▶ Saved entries
= Beginning of Section =

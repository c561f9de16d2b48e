//! Summary report command

use anyhow::{Context, Result};
use outlay_core::{summarize, ExpenseStore, SqliteStore};

/// Show total spend, per-category totals, and the top categories
pub fn cmd_summary(store: &ExpenseStore<SqliteStore>, top: usize, json: bool) -> Result<()> {
    let expenses = store.load().context("Failed to load expenses")?;
    let summary = summarize(&expenses, top);

    if json {
        println!("{}", serde_json::to_string_pretty(&summary)?);
        return Ok(());
    }

    println!("\n💰 Spending summary");
    println!("{}", "─".repeat(46));
    println!("  Total:      ${:.2}", summary.total);
    println!("  Expenses:   {}", summary.count);
    println!("  Categories: {}", summary.category_totals.len());

    if summary.top_categories.is_empty() {
        println!("\nNothing to rank yet.");
        return Ok(());
    }

    println!("\n🏆 Top {} categories", summary.top_categories.len());
    for (rank, entry) in summary.top_categories.iter().enumerate() {
        let label = if entry.category.is_empty() {
            "(uncategorized)"
        } else {
            entry.category.as_str()
        };
        let share = if summary.total > 0.0 {
            entry.total / summary.total * 100.0
        } else {
            0.0
        };
        println!(
            "  {}. {:<20} ${:>9.2}  ({:.0}%)",
            rank + 1,
            label,
            entry.total,
            share
        );
    }

    println!();
    Ok(())
}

= End of Section =

▶ Assignment
Nothing in the entries may be left out; each line is to be output exactly.

▶ Answer box
repository c561f9de16d2b48e
//! Summary report command

use anyhow::{Context, Result};
use outlay_core::{summarize, ExpenseStore, SqliteStore};

/// Show total spend, per-category totals, and the top categories
pub fn cmd_summary(store: &ExpenseStore<SqliteStore>, top: usize, json: bool) -> Result<()> {
    let expenses = store.load().context("Failed to load expenses")?;
    let summary = summarize(&expenses, top);

    if json {
        println!("{}", serde_json::to_string_pretty(&summary)?);
        return Ok(());
    }

    println!("\n💰 Spending summary");
    println!("{}", "─".repeat(46));
    println!("  Total:      ${:.2}", summary.total);
    println!("  Expenses:   {}", summary.count);
    println!("  Categories: {}", summary.category_totals.len());

    if summary.top_categories.is_empty() {
        println!("\nNothing to rank yet.");
        return Ok(());
    }

    println!("\n🏆 Top {} categories", summary.top_categories.len());
    for (rank, entry) in summary.top_categories.iter().enumerate() {
        let label = if entry.category.is_empty() {
            "(uncategorized)"
        } else {
            entry.category.as_str()
        };
        let share = if summary.total > 0.0 {
            entry.total / summary.total * 100.0
        } else {
            0.0
        };
        println!(
            "  {}. {:<20} ${:>9.2}  ({:.0}%)",
            rank + 1,
            label,
            entry.total,
            share
        );
    }

    println!();
    Ok(())
}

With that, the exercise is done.